== Exercise description ==
Here is a set of records. Copy them all exactly.

====== Data under study ======

use std::path::PathBuf;

#[derive(Debug, thiserror::Error)]
pub enum Error {
    #[error("{0} needs the daemon, but the client is offline")]
    Offline(&'static str),

    #[error("daemon reported failure: {0}")]
    Daemon(String),

    #[error("unexpected daemon response: {0}")]
    UnexpectedResponse(String),

    #[error("{}", describe_inconsistency(.path, .expected, .actual))]
    StorageInconsistency {
        path:     PathBuf,
        expected: u64,
        /// `None` when the object is absent.
        actual:   Option<u64>,
    },

    #[error("failed to read '{path}': {source}")]
    Io {
        path:   PathBuf,
        source: std::io::Error,
    },

    #[error("failed to read config '{path}': {source}")]
    ConfigRead {
        path:   PathBuf,
        source: std::io::Error,
    },

    #[error("invalid config '{path}': {source}")]
    ConfigParse {
        path:   PathBuf,
        source: toml::de::Error,
    },

    #[error("content is not valid UTF-8: {0}")]
    Utf8(#[from] std::string::FromUtf8Error),

    #[error(transparent)]
    Json(#[from] serde_json::Error),

    #[error(transparent)]
    Uri(#[from] stowage_uri::Error),

    #[error(transparent)]
    Rpc(#[from] stowage_rpc::Error),

    #[error(transparent)]
    Fetch(#[from] stowage_fetch::Error),

    #[error(transparent)]
    Store(#[from] stowage_store::Error),

    #[error(transparent)]
    Fs(#[from] stowage_fs::Error),
}

fn describe_inconsistency(path: &std::path::Path, expected: &u64, actual: &Option<u64>) -> String {
    match actual {
        None => format!(
            "daemon stored the file but '{}' does not exist; storage is not yet synchronised",
            path.display()
        ),
        Some(actual) => format!(
            "daemon stored the file but '{}' has {actual} bytes, expected {expected}",
            path.display()
        ),
    }
}

pub type Result<T> = std::result::Result<T, Error>;
use std::sync::Arc;

use serde_json::json;
use stowage_rpc::{HttpClient, MessageStream};
use stowage_uri::Algorithm;
use tracing::{Instrument, Span, debug};

use crate::Result;
use crate::location::{CandidateLocation, FileKey};

pub const FIND_FILE_PATH: &str = "/findFile";

/// Asks the daemon which peers hold a hash.
///
/// Candidates are yielded strictly in the order the daemon sends them.
pub struct Resolver<C> {
    client: Arc<C>,
    span:   Span,
}

impl<C: HttpClient> Resolver<C> {
    pub fn new(client: Arc<C>) -> Self {
        Self {
            client,
            span: Span::none(),
        }
    }

    pub fn with_span(mut self, span: Span) -> Self {
        self.span = span;
        self
    }

    pub fn client(&self) -> &Arc<C> { &self.client }

    pub async fn find_locations(
        &self,
        hash: &str,
        algorithm: Algorithm,
    ) -> Result<MessageStream<CandidateLocation>> {
        let request = json!({ "fileKey": FileKey::new(algorithm, hash)? });
        async {
            debug!(hash, %algorithm, "looking up candidates");
            Ok(MessageStream::open(self.client.as_ref(), FIND_FILE_PATH, &request).await?)
        }
        .instrument(self.span.clone())
        .await
    }
}
use std::io::{self, Read};

use crate::{Hasher, Result};

/// Streaming reader that hashes data as it passes through.
pub struct VerifiedReader<R, H> {
    reader: R,
    hasher: H,
    bytes:  u64,
}

impl<R, H> VerifiedReader<R, H> {
    pub fn new(reader: R, hasher: H) -> Self {
        Self {
            reader,
            hasher,
            bytes: 0,
        }
    }

    /// Bytes read through so far.
    pub fn bytes_read(&self) -> u64 { self.bytes }
}

impl<R: Read, H: Hasher> Read for VerifiedReader<R, H> {
    fn read(&mut self, buf: &mut [u8]) -> io::Result<usize> {
        let n = self.reader.read(buf)?;
        if n > 0 {
            self.hasher.update(&buf[..n]);
            self.bytes += n as u64;
        }
        Ok(n)
    }
}

impl<R, H: Hasher> VerifiedReader<R, H> {
    /// Hex digest of everything read so far.
    pub fn digest(self) -> String { self.hasher.finalize_hex() }

    /// Compare the digest against an expected hex hash (case-insensitive).
    pub fn finish(self, expected: &str) -> Result<()> { self.hasher.verify(expected) }
}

======

== Solution ==
use std::path::PathBuf;

#[derive(Debug, thiserror::Error)]
pub enum Error {
    #[error("{0} needs the daemon, but the client is offline")]
    Offline(&'static str),

    #[error("daemon reported failure: {0}")]
    Daemon(String),

    #[error("unexpected daemon response: {0}")]
    UnexpectedResponse(String),

    #[error("{}", describe_inconsistency(.path, .expected, .actual))]
    StorageInconsistency {
        path:     PathBuf,
        expected: u64,
        /// `None` when the object is absent.
        actual:   Option<u64>,
    },

    #[error("failed to read '{path}': {source}")]
    Io {
        path:   PathBuf,
        source: std::io::Error,
    },

    #[error("failed to read config '{path}': {source}")]
    ConfigRead {
        path:   PathBuf,
        source: std::io::Error,
    },

    #[error("invalid config '{path}': {source}")]
    ConfigParse {
        path:   PathBuf,
        source: toml::de::Error,
    },

    #[error("content is not valid UTF-8: {0}")]
    Utf8(#[from] std::string::FromUtf8Error),

    #[error(transparent)]
    Json(#[from] serde_json::Error),

    #[error(transparent)]
    Uri(#[from] stowage_uri::Error),

    #[error(transparent)]
    Rpc(#[from] stowage_rpc::Error),

    #[error(transparent)]
    Fetch(#[from] stowage_fetch::Error),

    #[error(transparent)]
    Store(#[from] stowage_store::Error),

    #[error(transparent)]
    Fs(#[from] stowage_fs::Error),
}

fn describe_inconsistency(path: &std::path::Path, expected: &u64, actual: &Option<u64>) -> String {
    match actual {
        None => format!(
            "daemon stored the file but '{}' does not exist; storage is not yet synchronised",
            path.display()
        ),
        Some(actual) => format!(
            "daemon stored the file but '{}' has {actual} bytes, expected {expected}",
            path.display()
        ),
    }
}

pub type Result<T> = std::result::Result<T, Error>;
use std::sync::Arc;

use serde_json::json;
use stowage_rpc::{HttpClient, MessageStream};
use stowage_uri::Algorithm;
use tracing::{Instrument, Span, debug};

use crate::Result;
use crate::location::{CandidateLocation, FileKey};

pub const FIND_FILE_PATH: &str = "/findFile";

/// Asks the daemon which peers hold a hash.
///
/// Candidates are yielded strictly in the order the daemon sends them.
pub struct Resolver<C> {
    client: Arc<C>,
    span:   Span,
}

impl<C: HttpClient> Resolver<C> {
    pub fn new(client: Arc<C>) -> Self {
        Self {
            client,
            span: Span::none(),
        }
    }

    pub fn with_span(mut self, span: Span) -> Self {
        self.span = span;
        self
    }

    pub fn client(&self) -> &Arc<C> { &self.client }

    pub async fn find_locations(
        &self,
        hash: &str,
        algorithm: Algorithm,
    ) -> Result<MessageStream<CandidateLocation>> {
        let request = json!({ "fileKey": FileKey::new(algorithm, hash)? });
        async {
            debug!(hash, %algorithm, "looking up candidates");
            Ok(MessageStream::open(self.client.as_ref(), FIND_FILE_PATH, &request).await?)
        }
        .instrument(self.span.clone())
        .await
    }
}
use std::io::{self, Read};

use crate::{Hasher, Result};

/// Streaming reader that hashes data as it passes through.
pub struct VerifiedReader<R, H> {
    reader: R,
    hasher: H,
    bytes:  u64,
}

impl<R, H> VerifiedReader<R, H> {
    pub fn new(reader: R, hasher: H) -> Self {
        Self {
            reader,
            hasher,
            bytes: 0,
        }
    }

    /// Bytes read through so far.
    pub fn bytes_read(&self) -> u64 { self.bytes }
}

impl<R: Read, H: Hasher> Read for VerifiedReader<R, H> {
    fn read(&mut self, buf: &mut [u8]) -> io::Result<usize> {
        let n = self.reader.read(buf)?;
        if n > 0 {
            self.hasher.update(&buf[..n]);
            self.bytes += n as u64;
        }
        Ok(n)
    }
}

impl<R, H: Hasher> VerifiedReader<R, H> {
    /// Hex digest of everything read so far.
    pub fn digest(self) -> String { self.hasher.finalize_hex() }

    /// Compare the digest against an expected hex hash (case-insensitive).
    pub fn finish(self, expected: &str) -> Result<()> { self.hasher.verify(expected) }
}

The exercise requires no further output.